Dead Man Down Blu-ray review

  • Actors: Colin Farrell, Noomi Rapace, Dominic Cooper, Terrence Howard, Isabelle Huppert
  • Director: Niels Arden Oplev
  • Writers: J.H. Wyman
  • Producers: Bailey Conway, Brian Kavanaugh-Jones, Deepak Nayar, J.H. Wyman, Joseph Zolfo
  • Format: AC-3, Dolby, Subtitled, Widescreen
  • Language: English
  • Subtitles: English, Spanish
  • Region: All Regions
  • Aspect Ratio: 2.35:1
  • Number of discs: 2
  • Rated: R (Restricted)
  • Studio: Sony Pictures Home Entertainment
  • Release Date: July 9, 2013
  • Run Time: 118 minutes



            I watch a lot of movies. There are very few that I discriminate against, and I tend to watch even those. I love escapist entertainment, including the brainless action films which have had a revival in Hollywood for the past decade with many legendary stars returning to the genre. I also like to turn my brain on when watching a film, and to feel challenged both mentally and emotionally with complex narrative and compelling characters. Most filmgoers tend to choose one or the other of these two types of movies; often arthouse films cannot be found at the same Cineplex playing the latest blockbuster.

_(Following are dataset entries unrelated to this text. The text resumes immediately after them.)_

//! Error types for format operations.

use std::path::PathBuf;

use thiserror::Error;

use crate::template::TemplateError;

#[derive(Debug, Error)]
pub enum FormatError {
    #[error("template error while {stage}: {source}")]
    Template {
        stage: &'static str,
        #[source]
        source: TemplateError,
    },

    #[error("failed to {op} {}: {source}", path.display())]
    Io {
        op: &'static str,
        path: PathBuf,
        #[source]
        source: std::io::Error,
    },

    #[error("rule {rule_id}: {message}")]
    Constraint { rule_id: String, message: String },

    #[error("rule not found: {0}")]
    RuleNotFound(String),

    #[error("unknown format: {0}")]
    UnknownFormat(String),
}

impl FormatError {
    pub(crate) fn io(op: &'static str, path: impl Into<PathBuf>) -> impl FnOnce(std::io::Error) -> Self {
        let path = path.into();
        move |source| Self::Io { op, path, source }
    }

    pub(crate) fn template(stage: &'static str) -> impl FnOnce(TemplateError) -> Self {
        move |source| Self::Template { stage, source }
    }
}

pub type Result<T, E = FormatError> = std::result::Result<T, E>;
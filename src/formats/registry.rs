//! Lookup from format names to constructed [`Format`]s.

use std::collections::BTreeMap;

use super::{
    ClaudeStrategy, CursorStrategy, Format, FormatMetadata, FormatOptions, Strategy,
    WindsurfStrategy,
};
use crate::error::{FormatError, Result};
use crate::models::{FormatConfig, FormatType};

type Constructor = fn(&FormatOptions) -> Strategy;

/// Known formats and how to build their strategies.
#[derive(Clone)]
pub struct FormatRegistry {
    constructors: BTreeMap<FormatType, Constructor>,
}

impl std::fmt::Debug for FormatRegistry {
    fn fmt(&self, f: &mut std::fmt::Formatter<'_>) -> std::fmt::Result {
        f.debug_struct("FormatRegistry")
            .field("formats", &self.available())
            .finish()
    }
}

impl Default for FormatRegistry {
    fn default() -> Self {
        Self::new()
    }
}

impl FormatRegistry {
    /// Registry with the built-in formats.
    pub fn new() -> Self {
        let mut registry = Self {
            constructors: BTreeMap::new(),
        };
        registry.register(FormatType::Claude, |_| Strategy::Claude(ClaudeStrategy::new()));
        registry.register(FormatType::Cursor, |_| Strategy::Cursor(CursorStrategy::new()));
        registry.register(FormatType::Windsurf, |options| {
            Strategy::Windsurf(WindsurfStrategy::new(
                options.mode.unwrap_or_default(),
                options.user_rules,
            ))
        });
        registry
    }

    pub fn register(&mut self, format_type: FormatType, constructor: Constructor) {
        self.constructors.insert(format_type, constructor);
    }

    /// Registered format types, in stable order.
    pub fn available(&self) -> Vec<FormatType> {
        self.constructors.keys().copied().collect()
    }

    /// Metadata for every registered format with default options.
    pub fn describe(&self) -> Vec<FormatMetadata> {
        self.constructors
            .values()
            .map(|constructor| constructor(&FormatOptions::default()).as_strategy().metadata())
            .collect()
    }

    pub fn is_supported(&self, name: &str) -> bool {
        FormatType::from_str(name).is_some_and(|t| self.constructors.contains_key(&t))
    }

    /// Build a format by name (case-insensitive).
    pub fn create(&self, name: &str, options: &FormatOptions) -> Result<Format> {
        let format_type =
            FormatType::from_str(name).ok_or_else(|| FormatError::UnknownFormat(name.to_string()))?;
        self.create_type(format_type, options)
    }

    pub fn create_type(&self, format_type: FormatType, options: &FormatOptions) -> Result<Format> {
        let constructor = self
            .constructors
            .get(&format_type)
            .ok_or_else(|| FormatError::UnknownFormat(format_type.to_string()))?;
        Ok(Format::new(constructor(options), options))
    }

    pub fn create_from_config(&self, config: &FormatConfig) -> Result<Format> {
        self.create_type(config.format_type, &FormatOptions::from_config(config))
    }
}

#[cfg(test)]
mod tests {
    use super::*;
    use crate::models::OutputMode;

    #[test]
    fn test_available_formats() {
        let registry = FormatRegistry::new();
        assert_eq!(
            registry.available(),
            vec![FormatType::Claude, FormatType::Cursor, FormatType::Windsurf]
        );
        assert!(registry.is_supported("Cursor"));
        assert!(!registry.is_supported("vscode"));
    }

    #[test]
    fn test_create_unknown_format() {
        let err = FormatRegistry::new()
            .create("vscode", &FormatOptions::default())
            .unwrap_err();
        assert!(matches!(err, FormatError::UnknownFormat(name) if name == "vscode"));
    }

    #[test]
    fn test_windsurf_mode_from_options() {
        let registry = FormatRegistry::new();
        let single = FormatOptions {
            mode: Some(OutputMode::Single),
            ..Default::default()
        };
        assert!(registry.create("windsurf", &single).unwrap().is_single_file());
        assert!(!registry
            .create("windsurf", &FormatOptions::default())
            .unwrap()
            .is_single_file());

        let user = FormatOptions {
            mode: Some(OutputMode::Multi),
            user_rules: true,
            ..Default::default()
        };
        assert!(registry.create("windsurf", &user).unwrap().is_single_file());
    }
}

            2013 seems to be a year of disappointment for Danish directors, with Nicolas Winding Refn’s Only God Forgives receiving less than favorable early reviews and audience boos at a Cannes press screening and just as many critics bashing Dead Man Down, which was the English-language debut from Niels Arden Oplev (The Girl with the Dragon Tattoo). Oplev also has a summer series on CBS called “Under the Dome,” which premiered this past week and has thirteen episodes in the first season. I hope that American audiences can learn to appreciate Oplev, because I was a fan of the blending of Hollywood action with a European sensibility towards character and pacing which the filmmaker used in Dead Man Down. For that matter, I think Only God Forgives may be a little bit brilliant, despite being one of the more difficult films. In other words, I applaud anyone willing to mix it up a bit. Hollywood recruits these talented foreign directors for their unique approach, so we shouldn’t be surprised that they aren’t compelled to make safe movies.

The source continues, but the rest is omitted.